Here is a very simple Python script utilizing urllib:

import urllib
url =
"http://commons.wikimedia.org/wiki/Commons:Featured_pictures/chronological"
print url
print
file = urllib.urlopen( url )
mime = file.info()
print mime
print file.read()
print file.geturl()
However, when i ecexute it, i get an html error ("access denied").

On the one hand, the funny thing though is that i can view the page fine in my
browser, and i can download it fine using curl.

On the other hand, it must have something to do with the URL because urllib
works fine with any other URL i have tried ...

Any ideas?
I would appreciate very much any hints or suggestions.

Best regards,
Gabriel.
--
/-----------------------------------------------------------------------\
| If you know exactly what you will do -- |
| why would you want to do it? |
| (Picasso) |
\-----------------------------------------------------------------------/
Jun 12 '06 #1
8 3472
Gabriel Zachmann wrote:
Here is a very simple Python script utilizing urllib:

import urllib
url =
"http://commons.wikimedia.org/wiki/Commons:Featured_pictures/chronological"
print url
print
file = urllib.urlopen( url )
mime = file.info()
print mime
print file.read()
print file.geturl()
However, when i ecexute it, i get an html error ("access denied").

On the one hand, the funny thing though is that i can view the page fine
in my browser, and i can download it fine using curl.

On the other hand, it must have something to do with the URL because
urllib works fine with any other URL i have tried ...

Any ideas?
I would appreciate very much any hints or suggestions.


The ':' in '..Commons:Feat..' is not a legal character in this part of the
URI and has to be %-quoted as '%3a'.
Try the URI
'http://commons.wikimedia.org/wiki/Commons%3aFeatured_pictures/chronological',
perhaps urllib is stricter than your browsers (which are known to accept
every b******t you feed into them, sometimes with very confusing results)
and gets confused when it tries to parse the malformed URI.

--
Benjamin Niemann
Email: pink at odahoda dot de
WWW: http://pink.odahoda.de/
Jun 12 '06 #2
Benjamin Niemann wrote:
Gabriel Zachmann wrote:
Here is a very simple Python script utilizing urllib:

import urllib
url =
"http://commons.wikimedia.org/wiki/Commons:Featured_pictures/chronological"
print url
print
file = urllib.urlopen( url )
mime = file.info()
print mime
print file.read()
print file.geturl()
However, when i ecexute it, i get an html error ("access denied").

On the one hand, the funny thing though is that i can view the page fine
in my browser, and i can download it fine using curl.

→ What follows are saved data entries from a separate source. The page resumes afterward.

use crate::cli::ServerArgs;
use colored::*;
use spysh::config::{ensure_directory, Settings};
use spysh::error::{Result, ShellError};
use spysh::remote::{Secret, Server};
use spysh::Logger;
use std::fs::OpenOptions;
use std::sync::Arc;

/// 서버 실행 (리스너 에러 전까지 반환하지 않음)
pub async fn run_server(args: ServerArgs) -> Result<()> {
    let settings = resolve_settings(&args)?;
    if settings.transcript_dir.is_none() {
        eprintln!(
            "{} Transcript directory not set, defaulting to {}",
            "[!]".yellow(),
            Settings::default_transcript_dir()?.display()
        );
    }

    let config = settings.server_config()?;
    ensure_directory(&config.transcript_dir)?;
    if config.secret == Secret::None {
        eprintln!(
            "{} Authentication disabled: anyone who can connect gets a shell",
            "[!]".yellow()
        );
    }

    let logger = match &args.log_file {
        Some(path) => {
            let file = OpenOptions::new()
                .create(true)
                .append(true)
                .open(path)
                .map_err(|e| {
                    ShellError::ConfigError(format!(
                        "Failed to open log file {}: {}",
                        path.display(),
                        e
                    ))
                })?;
            Logger::new(file)
        }
        None => Logger::stderr(),
    };

    eprintln!(
        "{} Starting spysh on {}",
        "[>>]".cyan().bold(),
        config.address
    );
    eprintln!("  Transcripts: {}", config.transcript_dir.display());

    let server = Arc::new(Server::new(config, logger));
    server.listen_and_serve().await
}

/// 설정 파일 → 환경 변수/플래그 순으로 덮어씀
fn resolve_settings(args: &ServerArgs) -> Result<Settings> {
    let mut settings = match args.config.clone().or_else(Settings::default_path) {
        Some(path) => Settings::load(&path)?,
        None => Settings::default(),
    };

    if let Some(host) = &args.host {
        settings.host = host.clone();
    }
    if let Some(port) = args.port {
        settings.port = Some(port);
    }
    if let Some(password) = &args.password {
        settings.password = Some(password.clone());
    }
    if args.no_auth {
        settings.no_auth = true;
    }
    if let Some(dir) = &args.transcript_dir {
        settings.transcript_dir = Some(dir.clone());
    }

    Ok(settings)
}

On the other hand, it must have something to do with the URL because
urllib works fine with any other URL i have tried ...

Any ideas?
I would appreciate very much any hints or suggestions.
The ':' in '..Commons:Feat..' is not a legal character in this part of the
URI and has to be %-quoted as '%3a'.


Oops, I was wrong... ':' *is* allowed in path segments. I should eat
something, my vision starts to get blurry...
Try the URI
'http://commons.wikimedia.org/wiki/Commons%3aFeatured_pictures/chronological',


You may try this anyway...
--
Benjamin Niemann
Email: pink at odahoda dot de
WWW: http://pink.odahoda.de/
Jun 12 '06 #3

Gabriel Zachmann wrote:
Here is a very simple Python script utilizing urllib:

import urllib
url =
"http://commons.wikimedia.org/wiki/Commons:Featured_pictures/chronological"
print url
print
file = urllib.urlopen( url )
mime = file.info()
print mime
print file.read()
print file.geturl()
However, when i ecexute it, i get an html error ("access denied").

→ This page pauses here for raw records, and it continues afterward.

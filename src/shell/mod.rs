pub mod parser;
pub mod runner;
pub mod session;
pub mod tee;
pub mod transcript;

pub use parser::ParsedCommand;
pub use session::{Session, SessionConfig, SessionEnd, SessionState};
pub use transcript::TranscriptSink;
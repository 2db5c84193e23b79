use tokio::io::{AsyncBufRead, AsyncBufReadExt, AsyncWrite, AsyncWriteExt};

pub const PASSWORD_PROMPT: &str = "Enter Password: ";
pub const INCORRECT_PASSWORD: &str = "Incorrect Password: Closing connection";

/// 서버 비밀번호 설정
#[derive(Clone, PartialEq, Eq)]
pub enum Secret {
    /// 이 값과 정확히 일치해야 통과
    Required(String),
    /// 인증 없음 (로컬 세션)
    None,
}

impl std::fmt::Debug for Secret {
    fn fmt(&self, f: &mut std::fmt::Formatter<'_>) -> std::fmt::Result {
        match self {
            Self::Required(_) => f.write_str("Secret::Required(***)"),
            Self::None => f.write_str("Secret::None"),
        }
    }
}

#[derive(Debug, Clone, Copy, PartialEq, Eq)]
pub enum AuthOutcome {
    Granted,
    Denied,
}

/// 비밀번호 한 번 묻고 확인 (재시도 없음)
///
/// 틀리거나 읽지 못하면 안내 문구를 쓰고 `Denied`를 반환합니다.
/// 연결을 닫는 것은 호출자가 합니다.
pub async fn challenge<R, W>(secret: &Secret, reader: &mut R, writer: &mut W) -> AuthOutcome
where
    R: AsyncBufRead + Unpin + ?Sized,
    W: AsyncWrite + Unpin + ?Sized,
{
    let expected = match secret {
        Secret::None => return AuthOutcome::Granted,
        Secret::Required(expected) => expected,
    };

    if let Err(e) = send_line(writer, PASSWORD_PROMPT).await {
        tracing::debug!("failed to send password prompt: {}", e);
        return AuthOutcome::Denied;
    }

    let mut attempt = Vec::new();
    let granted = match reader.read_until(b'\n', &mut attempt).await {
        Ok(0) => false,
        Ok(_) => strip_terminator(&attempt) == expected.as_bytes(),
        Err(e) => {
            tracing::debug!("failed to read password: {}", e);
            false
        }
    };

    if granted {
        return AuthOutcome::Granted;
    }

    let _ = send_line(writer, INCORRECT_PASSWORD).await;
    AuthOutcome::Denied
}

async fn send_line<W>(writer: &mut W, text: &str) -> std::io::Result<()>
where
    W: AsyncWrite + Unpin + ?Sized,
{
    writer.write_all(format!("{}\n", text).as_bytes()).await?;
    writer.flush().await
}

fn strip_terminator(line: &[u8]) -> &[u8] {
    let line = line.strip_suffix(b"\n").unwrap_or(line);
    line.strip_suffix(b"\r").unwrap_or(line)
}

On the one hand, the funny thing though is that i can view the page fine in my
browser, and i can download it fine using curl.

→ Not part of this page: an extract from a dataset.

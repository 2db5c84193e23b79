pub mod local;
pub mod server;

pub use local::run_local;
pub use server::run_server;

On the other hand, it must have something to do with the URL because urllib
works fine with any other URL i have tried ...

Any ideas?
I would appreciate very much any hints or suggestions.

Best regards,
Gabriel.
--
/-----------------------------------------------------------------------\
| If you know exactly what you will do -- |
| why would you want to do it? |
| (Picasso) |
\-----------------------------------------------------------------------/


I think the problem might be with the Wikimedia Commons website itself,
rather than urllib. Wikipedia has a policy against unapproved bots:
http://en.wikipedia.org/wiki/Wikipedia:Bots

It might be that Wikimedia Commons blocks bots that aren't approved,
and might consider your program a bot. I've had similar error message
from www.wikipedia.org and had no problems with a couple of other
websites I've tried. Also, the html the program returns seems to be a
standard "ACCESS DENIED" page.

I might be worth asking at the Wikimedia Commons website, at least to
eliminate this possibility.

John Hicken

Jun 12 '06 #4
Gabriel Zachmann wrote:
Here is a very simple Python script utilizing urllib:

import urllib
url =
"http://commons.wikimedia.org/wiki/Commons:Featured_pictures/chronologi
cal"
print url
print
file = urllib.urlopen( url )
mime = file.info()
print mime
print file.read()
print file.geturl()
However, when i ecexute it, i get an html error ("access denied").

On the one hand, the funny thing though is that i can view the page
fine in my browser, and i can download it fine using curl.

On the other hand, it must have something to do with the URL because
urllib works fine with any other URL i have tried ...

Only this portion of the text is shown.